In the database, I store lots (could be billions and more) of Persistent objects in one OOBTree. When I'm reading them (in batches) from the database, my memory usage grows. Calling db_conn.cacheMinimize()
after each (batch) read prevents memory usage from growing, but I want ZODB not to cache the objects in the first place (as opposed to me forcing it to remove cached objects from memory).
I am monitoring database cache status right before and right after each cacheMinimize()
call using cacheDetail()
and cacheDetailSize()
like this:
cache_status_before = {'detail': db_conn.db().cacheDetail(),
'detail size': db_conn.db().cacheDetailSize()}
db_conn.cacheMinimize()
cache_status_after = {'detail': db_conn.db().cacheDetail(),
'detail size': db_conn.db().cacheDetailSize()}
print('{} -> {}'.format(cache_status_before, cache_status_after))
A typical output produced by the above lines is (Simulation is the class of my objects, inherited from Persistent):
{'detail': [('BTrees.OOBTree.OOBucket', 62), ('boolsi.simulate.Simulation', 1758)],
'detail size': [{'connection': '<Connection at 7fe9340966a0>', 'ngsize': 933, 'size': 1820}]}
->
{'detail': [('BTrees.OOBTree.OOBucket', 3), ('boolsi.simulate.Simulation', 1748)],
'detail size': [{'connection': '<Connection at 7fe9340966a0>', 'ngsize': 0, 'size': 1751}]}
From my understanding, this output shows that both target cached object count and target cache memory size are ignored by ZODB, since it caches more than 1 object (and definitely exceeding 1 byte).
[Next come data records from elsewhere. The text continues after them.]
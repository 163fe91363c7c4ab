//! Public API surface for the backend.
//!
//! This file consolidates the types exchanged over the HTTP API.
//! All types derive Serialize/Deserialize for JSON serialization.

pub use crate::config::SchedulingPolicy;
pub use crate::db::{ScheduleFilter, ScheduleQuery};
pub use crate::models::{
    AcademicTerm, ClassRoom, ClassRoomId, DayOfWeek, NewClassRoom, NewSubject, NewTeacher,
    ScheduleDraft, ScheduleId, ScheduleRecord, Subject, SubjectId, Teacher, TeacherId, TimeRange,
};
pub use crate::scheduler::{Conflict, ConflictKind, ExistingConflict, FreePeriod};
pub use crate::services::{
    Availability, BulkItemResult, BulkOutcome, BulkScheduleRequest, ConflictDetail,
    ConstraintReport, CreateScheduleRequest, FreePeriods, PageRequest, ScheduleOutcome,
    SchedulePage, TermConflictDetail, Timetable, TimetableKind, TimetableSlot,
    TimetableStatistics, UpdateScheduleRequest,
};
impl Default for PageRequest {
    fn default() -> Self {
        Self {
            page: 0,
            size: DEFAULT_PAGE_SIZE,
        }
    }
}

impl PageRequest {
    pub fn new(page: usize, size: usize) -> Self {
        Self { page, size }
    }

    /// Page size clamped to `1..=MAX_PAGE_SIZE`.
    pub fn limit(&self) -> usize {
        self.size.clamp(1, MAX_PAGE_SIZE)
    }

    pub fn offset(&self) -> usize {
        self.page.saturating_mul(self.limit())
    }
}

#[derive(Debug, Clone, PartialEq, Serialize, Deserialize)]
pub struct SchedulePage {
    pub content: Vec<ScheduleRecord>,
    pub page: usize,
    pub size: usize,
    pub total_elements: usize,
    pub total_pages: usize,
}

/// Structural checks that do not need the repository.
pub fn validate_draft(draft: &ScheduleDraft) -> ScheduleResult<()> {
    if !draft.range.is_well_formed() {
        return Err(ScheduleError::validation(
            "Invalid time slot: start time must be before end time",
        ));
    }
    draft.range.term.validate().map_err(ScheduleError::Validation)?;
    if let Some(notes) = &draft.notes {
        if notes.chars().count() > MAX_NOTES_CHARS {
            return Err(ScheduleError::validation(format!(
                "Notes must not exceed {} characters",
                MAX_NOTES_CHARS
            )));
        }
    }
    Ok(())
}

async fn ensure_references<R: FullRepository + ?Sized>(
    repo: &R,
    draft: &ScheduleDraft,
) -> ScheduleResult<()> {
    repo.get_class_room(draft.class_room_id)
        .await
        .map_err(or_not_found("ClassRoom", draft.class_room_id.value()))?;
    repo.get_subject(draft.subject_id)
        .await
        .map_err(or_not_found("Subject", draft.subject_id.value()))?;
    repo.get_teacher(draft.teacher_id)
        .await
        .map_err(or_not_found("Teacher", draft.teacher_id.value()))?;
    Ok(())
}

/// Run the checker for `draft` and apply `policy`.
///
/// Returns the conflicts to report as warnings, or
/// [`ScheduleError::Conflicts`] when they block the write. Inactive drafts
/// never conflict.
async fn apply_conflict_policy<R: FullRepository + ?Sized>(
    repo: &R,
    draft: &ScheduleDraft,
    snapshot: &[ScheduleRecord],
    exclude_id: Option<ScheduleId>,
    policy: ConflictPolicy,
) -> ScheduleResult<Vec<ConflictDetail>> {
    if policy.skip_conflict_check || !draft.is_active {
        return Ok(Vec::new());
    }

    let conflicts = find_conflicts(draft, snapshot, exclude_id);
    if conflicts.is_empty() {
        return Ok(Vec::new());
    }

    let details = describe_conflicts(repo, conflicts, snapshot).await?;
    if policy.allow_overlap {
        warn!(
            "Storing schedule despite {} conflicts (overlap allowed)",
            details.len()
        );
        Ok(details)
    } else {
        Err(ScheduleError::Conflicts(details))
    }
}

pub async fn create_schedule<R: FullRepository + ?Sized>(
    repo: &R,
    request: &CreateScheduleRequest,
) -> ScheduleResult<ScheduleOutcome> {
    info!(
        "Creating new schedule for class room: {}, subject: {}, teacher: {}",
        request.class_room_id, request.subject_id, request.teacher_id
    );

    let draft = request.to_draft();
    validate_draft(&draft)?;
    ensure_references(repo, &draft).await?;

    let snapshot = term_snapshot(repo, &draft.range.term).await?;
    let warnings =
        apply_conflict_policy(repo, &draft, &snapshot, None, request.conflict_policy()).await?;

    let schedule = repo.store_schedule(&draft).await?;
    info!("Schedule created successfully with id: {}", schedule.id);
    Ok(ScheduleOutcome { schedule, warnings })
}

pub async fn update_schedule<R: FullRepository + ?Sized>(
    repo: &R,
    id: ScheduleId,
    request: &UpdateScheduleRequest,
) -> ScheduleResult<ScheduleOutcome> {
    info!("Updating schedule with id: {}", id);

    let current = repo
        .get_schedule(id)
        .await
        .map_err(or_not_found("Schedule", id.value()))?;
    let draft = request.merge_over(&current);
    validate_draft(&draft)?;
    ensure_references(repo, &draft).await?;

    let snapshot = if draft.is_active {
        term_snapshot(repo, &draft.range.term).await?
    } else {
        Vec::new()
    };
    let warnings =
        apply_conflict_policy(repo, &draft, &snapshot, Some(id), request.conflict_policy())
            .await?;

    let schedule = repo
        .update_schedule(id, &draft)
        .await
        .map_err(or_not_found("Schedule", id.value()))?;
    info!("Schedule updated successfully: {}", id);
    Ok(ScheduleOutcome { schedule, warnings })
}

/// Logical delete: the record stays retrievable with `is_active = false`.
pub async fn delete_schedule<R: FullRepository + ?Sized>(
    repo: &R,
    id: ScheduleId,
) -> ScheduleResult<ScheduleRecord> {
    info!("Deleting schedule with id: {}", id);
    let record = repo
        .set_schedule_active(id, false)
        .await
        .map_err(or_not_found("Schedule", id.value()))?;
    Ok(record)
}

pub async fn get_schedule<R: FullRepository + ?Sized>(
    repo: &R,
    id: ScheduleId,
) -> ScheduleResult<ScheduleRecord> {
    repo.get_schedule(id)
        .await
        .map_err(or_not_found("Schedule", id.value()))
}

pub async fn search_schedules<R: FullRepository + ?Sized>(
    repo: &R,
    filter: &ScheduleFilter,
    page: PageRequest,
) -> ScheduleResult<SchedulePage> {
    let limit = page.limit();
    let (content, total) = repo.search_schedules(filter, page.offset(), limit).await?;
    Ok(SchedulePage {
        content,
        page: page.page,
        size: limit,
        total_elements: total,
        total_pages: total.div_ceil(limit),
    })
}

pub async fn schedules_by_class_room<R: FullRepository + ?Sized>(
    repo: &R,
    class_room_id: ClassRoomId,
    term: &AcademicTerm,
) -> ScheduleResult<Vec<ScheduleRecord>> {
    term.validate().map_err(ScheduleError::Validation)?;
    repo.get_class_room(class_room_id)
        .await
        .map_err(or_not_found("ClassRoom", class_room_id.value()))?;
    Ok(repo
        .list_schedules_for_term(term, &ScheduleQuery::for_class_room(class_room_id))
        .await?)
}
Any ideas why?
ZODB's cache and object tree are the same thing. When you retrieve objects, they live in the cache. If ZODB enforced cache size continuously, you wouldn't be able to load objects with your settings.
If you want ZODB to remove objects from the cache more often, consider committing transactions more frequently. Note that if you're loading objects from a BTree in batches, you want some objects to be cached so you don't have to reload intermediate objects over and over.